🤖 AI Summary
Existing benchmarks struggle to accurately assess the post-training potential of large language models in complex open-ended scenarios, leading to inefficient model selection. This work proposes RuDE, a novel framework that introduces a 4C taxonomy and a contrastive discrimination mechanism to construct fine-grained violation-aligned contrastive samples based on explicit scoring criteria. By leveraging rule-driven contrast pair generation, response discrimination modeling, and reinforcement learning validation—without relying on the model’s generative capabilities—RuDE achieves high-precision prediction of post-training performance.

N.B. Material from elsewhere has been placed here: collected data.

//! Handle to a spawned server.

use crate::environment::LaunchEnvironment;
use dobrika_common::ServiceAddress;
use dobrika_log_collection::LogCollector;
use dobrika_monitoring::ReadyReport;
use std::path::{Path, PathBuf};
use tempfile::TempDir;
use tokio::process::Child;
use tracing::{debug, warn};

/// A running server owned by whoever called
/// [`ProcessSupervisor::start`](crate::ProcessSupervisor::start).
///
/// Not `Clone`: exactly one owner decides when to stop it. Dropping a handle
/// that was never stopped kills the whole process group.
#[derive(Debug)]
pub struct ServerProcess {
    pub(crate) pid: u32,
    pub(crate) pgid: u32,
    pub(crate) address: ServiceAddress,
    pub(crate) env: LaunchEnvironment,
    pub(crate) storage_dir: PathBuf,
    pub(crate) owns_storage: bool,
    pub(crate) owned_storage: Option<TempDir>,
    pub(crate) child: Option<Child>,
    pub(crate) logs: LogCollector,
    pub(crate) ready: Option<ReadyReport>,
}

impl ServerProcess {
    pub fn pid(&self) -> u32 {
        self.pid
    }

    /// Process-group id; equal to the pid of the group leader.
    pub fn pgid(&self) -> u32 {
        self.pgid
    }

    pub fn address(&self) -> &ServiceAddress {
        &self.address
    }

    /// `http://{addr}:{port}`
    pub fn base_url(&self) -> String {
        self.address.base_url()
    }

    pub fn env(&self) -> &LaunchEnvironment {
        &self.env
    }

    pub fn storage_dir(&self) -> &Path {
        &self.storage_dir
    }

    /// Whether the supervisor created the storage directory (and will remove it).
    pub fn owns_storage(&self) -> bool {
        self.owns_storage
    }

    pub fn logs(&self) -> &LogCollector {
        &self.logs
    }

    pub fn logs_mut(&mut self) -> &mut LogCollector {
        &mut self.logs
    }

    /// What the health gate observed on startup.
    pub fn ready_report(&self) -> Option<&ReadyReport> {
        self.ready.as_ref()
    }

    /// True once `stop` has run.
    pub fn is_stopped(&self) -> bool {
        self.child.is_none()
    }

    /// Check whether the server is still alive without blocking.
    pub fn is_running(&mut self) -> bool {
        match self.child.as_mut() {
            Some(child) => matches!(child.try_wait(), Ok(None)),
            None => false,
        }
    }

    /// Remove the storage directory if this handle created it. Errors are ignored.
    pub(crate) fn release_storage(&mut self) {
        if let Some(dir) = self.owned_storage.take() {
            let path = dir.path().to_path_buf();
            match dir.close() {
                Ok(()) => debug!(path = %path.display(), "Removed server storage"),
                Err(e) => debug!(path = %path.display(), error = %e, "Failed to remove server storage"),
            }
        }
    }
}

impl Drop for ServerProcess {
    fn drop(&mut self) {
        if let Some(child) = self.child.as_mut() {
            if let Ok(None) = child.try_wait() {
                warn!(pid = self.pid, "Server handle dropped without stop; killing process group");
                let _ = dobrika_process::force_kill_group(self.pgid);
            } else if let Ok(true) = dobrika_process::process_group_exists(self.pgid) {
                warn!(pgid = self.pgid, "Server handle dropped with live group members; killing them");
                let _ = dobrika_process::force_kill_group(self.pgid);
            }
        }
        self.release_storage();
    }
}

The method demonstrates over 90% correlation with actual post-training outcomes, successfully identifying multiple high-performing smaller models and substantially improving model selection efficiency while conserving computational resources.
📝 Abstract
The performance of Large Language Models (LLMs) on downstream tasks is fundamentally constrained by the capabilities acquired during pre-training. However, traditional benchmarks like MMLU often fail to reflect a base model's plasticity in complex open-ended scenarios, leading to inefficient model selection. We address this by introducing a new task of predicting post-training potential - forecasting a base model's performance before post-training. We propose RuDE (Rubric-based Discriminative Evaluation), a unified framework that bypasses the generation gap of base models by leveraging response discrimination. Guided by our systematic 4C Taxonomy, RuDE constructs controlled contrastive pairs across diverse domains by fine-grained rubric violations. Extensive experiments demonstrate a correlation greater than 90% with post-training performance. Crucially, validation via Reinforcement Learning (RL) confirms that RuDE effectively identifies high-potential smaller models that outperform larger counterparts, offering a compute-efficient mechanism for foundation model development.